▶ _REQUIRED WORK_
Lines containing "that" should be pulled from the material below.

▶ _EXCERPTED RECORDS_
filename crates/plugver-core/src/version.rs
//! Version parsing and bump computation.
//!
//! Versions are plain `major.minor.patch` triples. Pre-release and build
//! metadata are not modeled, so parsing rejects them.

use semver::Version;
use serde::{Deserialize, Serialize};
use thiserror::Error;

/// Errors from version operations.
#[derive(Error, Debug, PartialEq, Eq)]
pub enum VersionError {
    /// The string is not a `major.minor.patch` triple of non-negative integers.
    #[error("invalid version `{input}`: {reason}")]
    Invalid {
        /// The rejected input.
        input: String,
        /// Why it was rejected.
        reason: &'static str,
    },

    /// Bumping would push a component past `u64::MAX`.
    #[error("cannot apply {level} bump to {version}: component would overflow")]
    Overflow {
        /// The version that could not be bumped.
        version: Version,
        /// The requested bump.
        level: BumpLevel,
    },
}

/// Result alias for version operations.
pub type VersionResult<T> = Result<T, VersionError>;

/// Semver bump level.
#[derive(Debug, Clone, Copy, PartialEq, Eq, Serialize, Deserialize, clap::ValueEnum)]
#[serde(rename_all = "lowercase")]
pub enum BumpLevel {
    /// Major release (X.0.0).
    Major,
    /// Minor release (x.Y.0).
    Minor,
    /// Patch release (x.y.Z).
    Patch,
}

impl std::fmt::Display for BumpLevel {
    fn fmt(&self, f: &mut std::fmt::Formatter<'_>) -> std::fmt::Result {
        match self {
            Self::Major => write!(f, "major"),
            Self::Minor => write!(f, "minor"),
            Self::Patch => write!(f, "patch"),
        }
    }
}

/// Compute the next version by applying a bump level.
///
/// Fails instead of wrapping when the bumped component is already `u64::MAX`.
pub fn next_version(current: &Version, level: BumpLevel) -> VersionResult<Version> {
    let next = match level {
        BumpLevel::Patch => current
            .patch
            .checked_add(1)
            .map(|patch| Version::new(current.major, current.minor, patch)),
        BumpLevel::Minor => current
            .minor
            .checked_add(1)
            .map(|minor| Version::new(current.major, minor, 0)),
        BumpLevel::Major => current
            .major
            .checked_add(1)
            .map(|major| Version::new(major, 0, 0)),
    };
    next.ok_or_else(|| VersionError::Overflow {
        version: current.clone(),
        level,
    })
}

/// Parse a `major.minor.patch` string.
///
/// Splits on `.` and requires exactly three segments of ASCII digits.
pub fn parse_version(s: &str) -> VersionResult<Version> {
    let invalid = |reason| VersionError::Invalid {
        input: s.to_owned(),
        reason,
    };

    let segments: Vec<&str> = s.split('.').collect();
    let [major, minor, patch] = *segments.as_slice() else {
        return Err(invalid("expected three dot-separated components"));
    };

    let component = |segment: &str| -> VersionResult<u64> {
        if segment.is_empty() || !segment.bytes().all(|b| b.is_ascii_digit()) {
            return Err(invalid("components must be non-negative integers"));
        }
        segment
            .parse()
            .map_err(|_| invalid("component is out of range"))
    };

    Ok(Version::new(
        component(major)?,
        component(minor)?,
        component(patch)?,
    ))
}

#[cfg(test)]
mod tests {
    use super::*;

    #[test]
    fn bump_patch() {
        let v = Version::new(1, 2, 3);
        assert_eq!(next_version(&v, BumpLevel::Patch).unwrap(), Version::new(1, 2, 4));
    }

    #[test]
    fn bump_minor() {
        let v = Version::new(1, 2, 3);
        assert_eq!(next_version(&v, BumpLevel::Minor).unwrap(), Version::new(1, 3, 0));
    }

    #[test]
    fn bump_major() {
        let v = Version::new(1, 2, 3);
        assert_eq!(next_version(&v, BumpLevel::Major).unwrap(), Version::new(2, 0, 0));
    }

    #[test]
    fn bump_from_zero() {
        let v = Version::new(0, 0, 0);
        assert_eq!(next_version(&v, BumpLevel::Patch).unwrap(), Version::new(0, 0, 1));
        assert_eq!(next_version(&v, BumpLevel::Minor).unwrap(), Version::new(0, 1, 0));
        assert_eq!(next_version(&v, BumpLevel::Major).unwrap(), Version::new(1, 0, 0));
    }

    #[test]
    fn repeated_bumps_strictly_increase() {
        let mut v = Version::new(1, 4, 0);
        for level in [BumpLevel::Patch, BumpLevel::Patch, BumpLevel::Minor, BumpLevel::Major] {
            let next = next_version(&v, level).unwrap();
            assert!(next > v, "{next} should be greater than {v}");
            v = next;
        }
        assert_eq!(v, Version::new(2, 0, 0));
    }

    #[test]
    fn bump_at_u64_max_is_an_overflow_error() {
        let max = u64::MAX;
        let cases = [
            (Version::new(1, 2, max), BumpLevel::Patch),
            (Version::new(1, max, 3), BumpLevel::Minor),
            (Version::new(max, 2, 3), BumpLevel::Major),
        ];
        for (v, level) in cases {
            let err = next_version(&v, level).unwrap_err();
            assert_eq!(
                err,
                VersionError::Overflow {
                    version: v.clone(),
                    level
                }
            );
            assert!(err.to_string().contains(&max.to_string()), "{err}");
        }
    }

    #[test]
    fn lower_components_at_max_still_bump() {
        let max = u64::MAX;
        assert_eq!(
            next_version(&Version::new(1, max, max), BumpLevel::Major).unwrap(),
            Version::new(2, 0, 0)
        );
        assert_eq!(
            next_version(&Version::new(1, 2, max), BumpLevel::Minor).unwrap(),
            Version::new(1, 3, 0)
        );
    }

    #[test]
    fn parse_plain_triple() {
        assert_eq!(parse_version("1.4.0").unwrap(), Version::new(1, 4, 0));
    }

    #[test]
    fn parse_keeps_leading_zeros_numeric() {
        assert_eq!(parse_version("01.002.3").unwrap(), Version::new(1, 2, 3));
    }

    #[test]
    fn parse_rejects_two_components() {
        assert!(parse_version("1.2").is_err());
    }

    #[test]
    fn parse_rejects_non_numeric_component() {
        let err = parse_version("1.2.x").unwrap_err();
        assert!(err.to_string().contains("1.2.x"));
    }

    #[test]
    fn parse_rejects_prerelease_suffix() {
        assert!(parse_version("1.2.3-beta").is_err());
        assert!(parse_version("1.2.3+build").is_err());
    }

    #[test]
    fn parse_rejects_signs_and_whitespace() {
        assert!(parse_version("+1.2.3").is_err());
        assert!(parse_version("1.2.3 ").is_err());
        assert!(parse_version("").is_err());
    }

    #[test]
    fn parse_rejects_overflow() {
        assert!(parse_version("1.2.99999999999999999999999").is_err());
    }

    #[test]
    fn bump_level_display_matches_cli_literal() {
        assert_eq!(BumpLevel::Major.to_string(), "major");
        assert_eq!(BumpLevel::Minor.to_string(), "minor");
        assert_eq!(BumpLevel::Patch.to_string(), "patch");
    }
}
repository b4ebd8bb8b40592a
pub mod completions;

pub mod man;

==

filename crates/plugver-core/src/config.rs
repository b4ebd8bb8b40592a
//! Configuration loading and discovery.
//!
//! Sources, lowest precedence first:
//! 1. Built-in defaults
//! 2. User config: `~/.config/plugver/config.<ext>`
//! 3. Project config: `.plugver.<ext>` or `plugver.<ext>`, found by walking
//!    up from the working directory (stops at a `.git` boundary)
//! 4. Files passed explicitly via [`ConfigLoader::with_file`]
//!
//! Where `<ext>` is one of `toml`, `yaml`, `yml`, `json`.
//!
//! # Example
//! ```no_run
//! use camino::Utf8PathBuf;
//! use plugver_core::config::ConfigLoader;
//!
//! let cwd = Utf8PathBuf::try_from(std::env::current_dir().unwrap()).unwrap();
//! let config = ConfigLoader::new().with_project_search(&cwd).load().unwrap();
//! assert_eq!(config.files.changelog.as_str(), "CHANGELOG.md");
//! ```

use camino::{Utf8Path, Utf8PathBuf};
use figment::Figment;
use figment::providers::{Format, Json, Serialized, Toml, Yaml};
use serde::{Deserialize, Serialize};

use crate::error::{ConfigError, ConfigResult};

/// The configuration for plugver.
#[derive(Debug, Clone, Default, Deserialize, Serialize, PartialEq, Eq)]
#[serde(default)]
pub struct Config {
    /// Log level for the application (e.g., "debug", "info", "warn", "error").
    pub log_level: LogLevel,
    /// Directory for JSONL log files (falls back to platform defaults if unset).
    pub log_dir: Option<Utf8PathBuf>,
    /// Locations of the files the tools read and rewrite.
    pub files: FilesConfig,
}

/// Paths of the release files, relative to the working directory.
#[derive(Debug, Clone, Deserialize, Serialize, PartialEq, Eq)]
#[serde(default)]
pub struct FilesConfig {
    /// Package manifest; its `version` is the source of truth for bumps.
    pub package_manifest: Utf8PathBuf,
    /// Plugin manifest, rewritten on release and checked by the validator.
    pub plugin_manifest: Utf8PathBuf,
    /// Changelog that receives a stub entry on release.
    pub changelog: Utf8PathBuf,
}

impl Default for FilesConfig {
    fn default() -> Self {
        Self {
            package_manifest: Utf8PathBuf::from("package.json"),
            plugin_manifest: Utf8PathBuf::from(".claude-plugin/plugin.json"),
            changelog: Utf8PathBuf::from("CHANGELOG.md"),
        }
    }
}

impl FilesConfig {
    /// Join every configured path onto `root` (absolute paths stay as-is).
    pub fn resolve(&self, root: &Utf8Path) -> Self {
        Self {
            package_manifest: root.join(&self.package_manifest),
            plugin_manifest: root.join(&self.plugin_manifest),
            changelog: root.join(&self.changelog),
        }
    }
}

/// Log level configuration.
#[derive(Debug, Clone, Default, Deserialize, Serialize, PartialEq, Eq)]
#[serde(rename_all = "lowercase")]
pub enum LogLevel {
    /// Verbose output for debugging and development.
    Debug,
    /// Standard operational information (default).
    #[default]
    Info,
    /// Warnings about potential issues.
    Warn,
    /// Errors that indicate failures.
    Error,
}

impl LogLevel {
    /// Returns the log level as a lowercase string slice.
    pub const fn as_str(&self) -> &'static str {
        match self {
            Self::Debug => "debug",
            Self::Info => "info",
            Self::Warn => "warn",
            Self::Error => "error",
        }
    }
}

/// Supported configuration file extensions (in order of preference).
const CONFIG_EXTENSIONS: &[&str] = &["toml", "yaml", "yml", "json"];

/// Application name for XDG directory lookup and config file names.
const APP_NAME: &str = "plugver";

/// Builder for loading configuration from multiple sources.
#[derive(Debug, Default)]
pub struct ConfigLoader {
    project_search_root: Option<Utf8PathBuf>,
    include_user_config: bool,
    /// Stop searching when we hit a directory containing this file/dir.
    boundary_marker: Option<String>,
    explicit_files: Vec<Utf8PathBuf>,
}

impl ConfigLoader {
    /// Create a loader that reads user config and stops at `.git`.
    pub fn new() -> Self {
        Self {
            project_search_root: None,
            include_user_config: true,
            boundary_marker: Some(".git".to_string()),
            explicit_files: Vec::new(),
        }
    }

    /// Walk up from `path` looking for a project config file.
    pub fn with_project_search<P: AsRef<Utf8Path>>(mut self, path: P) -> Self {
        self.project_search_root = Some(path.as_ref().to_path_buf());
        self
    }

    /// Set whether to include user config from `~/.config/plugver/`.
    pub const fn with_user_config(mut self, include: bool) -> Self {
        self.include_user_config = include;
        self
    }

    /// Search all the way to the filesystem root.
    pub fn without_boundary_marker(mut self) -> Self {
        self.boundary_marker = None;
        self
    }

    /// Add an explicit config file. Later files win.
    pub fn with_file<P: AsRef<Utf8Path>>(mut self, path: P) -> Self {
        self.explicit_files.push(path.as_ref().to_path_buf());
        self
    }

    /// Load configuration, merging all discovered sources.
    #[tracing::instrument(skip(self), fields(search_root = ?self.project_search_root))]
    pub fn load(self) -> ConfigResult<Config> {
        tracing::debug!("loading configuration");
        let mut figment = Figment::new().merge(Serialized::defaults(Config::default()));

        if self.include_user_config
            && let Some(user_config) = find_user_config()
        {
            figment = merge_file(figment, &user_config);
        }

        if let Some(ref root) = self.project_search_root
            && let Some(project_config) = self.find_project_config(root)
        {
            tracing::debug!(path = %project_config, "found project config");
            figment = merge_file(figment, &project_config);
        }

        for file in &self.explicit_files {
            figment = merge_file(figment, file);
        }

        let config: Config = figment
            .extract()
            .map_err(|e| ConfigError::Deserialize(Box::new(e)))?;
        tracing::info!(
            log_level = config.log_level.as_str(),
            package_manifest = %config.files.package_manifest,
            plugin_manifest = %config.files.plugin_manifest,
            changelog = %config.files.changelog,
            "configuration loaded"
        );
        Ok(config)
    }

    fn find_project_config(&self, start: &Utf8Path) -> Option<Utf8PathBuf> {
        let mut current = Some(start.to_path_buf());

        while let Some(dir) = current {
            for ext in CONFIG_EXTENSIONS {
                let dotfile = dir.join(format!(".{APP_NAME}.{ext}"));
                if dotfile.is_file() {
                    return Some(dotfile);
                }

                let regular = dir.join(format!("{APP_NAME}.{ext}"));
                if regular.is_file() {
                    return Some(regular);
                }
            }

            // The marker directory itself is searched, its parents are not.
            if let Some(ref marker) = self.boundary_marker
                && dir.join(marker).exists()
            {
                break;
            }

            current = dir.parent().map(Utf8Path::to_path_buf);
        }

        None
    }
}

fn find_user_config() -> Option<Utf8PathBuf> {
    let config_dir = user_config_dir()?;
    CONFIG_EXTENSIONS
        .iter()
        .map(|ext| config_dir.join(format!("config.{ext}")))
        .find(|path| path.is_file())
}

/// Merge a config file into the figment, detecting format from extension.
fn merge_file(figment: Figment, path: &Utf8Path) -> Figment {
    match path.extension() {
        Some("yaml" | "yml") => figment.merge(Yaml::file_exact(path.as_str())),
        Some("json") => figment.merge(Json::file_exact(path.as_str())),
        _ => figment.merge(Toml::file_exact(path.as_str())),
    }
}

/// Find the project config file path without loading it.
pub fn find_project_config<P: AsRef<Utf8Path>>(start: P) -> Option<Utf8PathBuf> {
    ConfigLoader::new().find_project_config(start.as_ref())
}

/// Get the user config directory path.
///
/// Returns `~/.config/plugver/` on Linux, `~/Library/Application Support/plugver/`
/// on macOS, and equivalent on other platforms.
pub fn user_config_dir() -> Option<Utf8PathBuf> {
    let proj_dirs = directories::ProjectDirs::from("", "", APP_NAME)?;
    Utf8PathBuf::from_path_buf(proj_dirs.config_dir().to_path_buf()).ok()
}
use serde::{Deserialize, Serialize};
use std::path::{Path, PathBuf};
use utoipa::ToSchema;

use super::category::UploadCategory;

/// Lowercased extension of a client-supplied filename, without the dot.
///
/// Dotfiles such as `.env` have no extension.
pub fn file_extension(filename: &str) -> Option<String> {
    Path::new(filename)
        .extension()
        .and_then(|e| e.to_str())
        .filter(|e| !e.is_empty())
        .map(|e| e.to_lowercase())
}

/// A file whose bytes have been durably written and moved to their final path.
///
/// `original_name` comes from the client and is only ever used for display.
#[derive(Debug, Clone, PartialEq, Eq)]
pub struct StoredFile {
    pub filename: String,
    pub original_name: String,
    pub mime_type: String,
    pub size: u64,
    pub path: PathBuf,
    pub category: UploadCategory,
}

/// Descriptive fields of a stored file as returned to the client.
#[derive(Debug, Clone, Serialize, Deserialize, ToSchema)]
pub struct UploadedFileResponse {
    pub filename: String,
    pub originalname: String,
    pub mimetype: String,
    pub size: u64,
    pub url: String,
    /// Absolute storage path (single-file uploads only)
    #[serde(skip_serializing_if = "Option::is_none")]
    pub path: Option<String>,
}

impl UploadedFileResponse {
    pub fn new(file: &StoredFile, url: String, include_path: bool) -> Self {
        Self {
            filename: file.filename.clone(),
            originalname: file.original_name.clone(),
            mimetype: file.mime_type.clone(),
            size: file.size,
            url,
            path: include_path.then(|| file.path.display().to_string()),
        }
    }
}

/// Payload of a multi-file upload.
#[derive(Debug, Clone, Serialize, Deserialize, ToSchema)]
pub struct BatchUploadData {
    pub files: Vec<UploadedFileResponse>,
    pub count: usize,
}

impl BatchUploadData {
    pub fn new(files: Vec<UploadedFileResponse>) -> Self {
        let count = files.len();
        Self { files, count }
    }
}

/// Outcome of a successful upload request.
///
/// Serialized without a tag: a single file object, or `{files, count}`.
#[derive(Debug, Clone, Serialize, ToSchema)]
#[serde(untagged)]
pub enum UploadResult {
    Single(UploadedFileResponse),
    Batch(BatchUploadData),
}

▶ _OUTPUT_
        /// The version that could not be bumped.
    /// Changelog that receives a stub entry on release.
    /// Errors that indicate failures.
    /// Create a loader that reads user config and stops at `.git`.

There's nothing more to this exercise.